ということでフィルムとしてのクオリティが素晴らしいだけにこの重要なポイントの違和感だけがなんとなく惜しい感じ。ただこのあたりは自分がキリスト教的な文化に疎い純日本人的感覚故なのかと思ったり。逆にいうと西欧のキリスト教文化の人たちから見るとこのフィルムのバランスでよいということなのかもしれない。

あとこれは特筆しておくべきだと思うのだが―本作はとにかく日本人の役者陣が全員大健闘である。実はここを見るだけでも本作は大いに意味があると思う。通辞役の浅野忠信の愛憎入り混じった絶妙な演技や、悪名高い代官として登場するもその知的複雑さに計り知れぬ巨大さすら感じる井上筑後守=イッセー尾形。そしてなんといっても極めつけは純朴な隠れキリシタンを渾身の熱量で演じた塚本晋也監督―もうこの塚本監督の演技見るだけでもこのフィルムは見る価値があると思う。

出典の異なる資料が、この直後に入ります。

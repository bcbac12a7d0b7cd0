//! Typed boundary structs for maps dataset items.

use serde::Deserialize;

/// A single maps listing as returned by the actor's dataset.
///
/// Narrow and explicitly optional: dataset items are dict-shaped and vary by
/// listing; anything the pipeline does not consume is dropped here.
#[derive(Debug, Clone, Default, Deserialize)]
pub struct RawListing {
    /// Business display name.
    #[serde(default)]
    pub title: String,
    /// Free-form street address, e.g. "100 Main St, Dallas, TX 75201".
    #[serde(default)]
    pub address: Option<String>,
    #[serde(default)]
    pub phone: Option<String>,
    #[serde(default)]
    pub website: Option<String>,
    /// Maps listing URL — the stable external listing key.
    #[serde(default, rename = "url")]
    pub listing_url: Option<String>,
    #[serde(default)]
    pub rating: Option<f64>,
    #[serde(default, rename = "reviewsCount")]
    pub reviews_count: Option<u32>,
    /// Listing-reported opening hours, kept as free-form JSON.
    #[serde(default, rename = "openingHours")]
    pub opening_hours: Option<serde_json::Value>,
    /// Social/business profile link, when the listing exposes one.
    #[serde(default, rename = "facebookUrl")]
    pub profile_url: Option<String>,
}

/// Address components split out of a listing's free-form address.
#[derive(Debug, Clone, Default, PartialEq, Eq)]
pub struct Address {
    pub street: Option<String>,
    pub city: Option<String>,
    pub state: Option<String>,
    pub zip: Option<String>,
}

impl RawListing {
    /// Whether the listing carries enough identity to persist.
    ///
    /// Records missing both a name and a listing key are untrusted noise and
    /// are dropped silently by the orchestrator.
    pub fn has_identity(&self) -> bool {
        !self.title.trim().is_empty()
            || matches!(&self.listing_url, Some(u) if !u.trim().is_empty())
    }

    /// Split the free-form address into components.
    ///
    /// Best-effort comma split: "street, city, ST zip". Missing pieces stay
    /// `None`; no validation is attempted.
    pub fn address_components(&self) -> Address {
        let Some(address) = self.address.as_deref() else {
            return Address::default();
        };

        let parts: Vec<&str> = address.split(',').map(str::trim).collect();
        let street = parts.first().filter(|s| !s.is_empty()).map(|s| s.to_string());
        let city = parts.get(1).filter(|s| !s.is_empty()).map(|s| s.to_string());

        let (state, zip) = match parts.get(2) {
            Some(state_zip) => {
                let pieces: Vec<&str> = state_zip.split_whitespace().collect();
                if pieces.len() >= 2 {
                    (
                        Some(pieces[0].to_string()),
                        Some(pieces[pieces.len() - 1].to_string()),
                    )
                } else if pieces.len() == 1 {
                    (Some(pieces[0].to_string()), None)
                } else {
                    (None, None)
                }
            }
            None => (None, None),
        };

        Address {
            street,
            city,
            state,
            zip,
        }
    }
}

#[cfg(test)]
mod tests {
    use super::*;

    #[test]
    fn full_address_splits() {
        let listing = RawListing {
            address: Some("100 Main St, Dallas, TX 75201".into()),
            ..Default::default()
        };
        let addr = listing.address_components();
        assert_eq!(addr.street.as_deref(), Some("100 Main St"));
        assert_eq!(addr.city.as_deref(), Some("Dallas"));
        assert_eq!(addr.state.as_deref(), Some("TX"));
        assert_eq!(addr.zip.as_deref(), Some("75201"));
    }

    #[test]
    fn partial_address_leaves_gaps() {
        let listing = RawListing {
            address: Some("100 Main St, Dallas".into()),
            ..Default::default()
        };
        let addr = listing.address_components();
        assert_eq!(addr.street.as_deref(), Some("100 Main St"));
        assert_eq!(addr.city.as_deref(), Some("Dallas"));
        assert_eq!(addr.state, None);
        assert_eq!(addr.zip, None);

        let empty = RawListing::default();
        assert_eq!(empty.address_components(), Address::default());
    }

    #[test]
    fn identity_requires_name_or_key() {
        let named = RawListing {
            title: "Ace Towing".into(),
            ..Default::default()
        };
        assert!(named.has_identity());

        let keyed = RawListing {
            listing_url: Some("https://maps.example.com/x".into()),
            ..Default::default()
        };
        assert!(keyed.has_identity());

        let neither = RawListing {
            listing_url: Some("  ".into()),
            ..Default::default()
        };
        assert!(!neither.has_identity());
    }

    #[test]
    fn deserializes_actor_item() {
        let item = serde_json::json!({
            "title": "Ace Towing",
            "address": "100 Main St, Dallas, TX 75201",
            "phone": "555-0100",
            "website": "https://acetowing.example.com",
            "url": "https://maps.example.com/ace",
            "rating": 4.6,
            "reviewsCount": 120,
            "openingHours": [{"day": "Monday", "hours": "8am-6pm"}],
            "facebookUrl": "https://facebook.example.com/acetowing",
            "someFieldWeIgnore": {"nested": true}
        });
        let listing: RawListing = serde_json::from_value(item).expect("deserialize");
        assert_eq!(listing.title, "Ace Towing");
        assert_eq!(listing.reviews_count, Some(120));
        assert!(listing.opening_hours.is_some());
        assert_eq!(
            listing.profile_url.as_deref(),
            Some("https://facebook.example.com/acetowing")
        );
    }
}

そのうえで、原作未読の方は原作を読んでみられると、さらにいろいろなことを考えるためのきっかけを与えられるだろう。
昨今のぺらいスピリチュアルだなんだと自慰行為にふけってる皆さんはこういう原作にあるような深い問いを自らに一度問うてみるといい。世界は誰かのせい(陰謀)で動いているのではなく、そんな世界を選び取っているのは結局自分自身の”弱さ”にあるということ―少なくともその一端に触れることができるだろう。

そう―結局答えは自分自身の中にしかないのだ。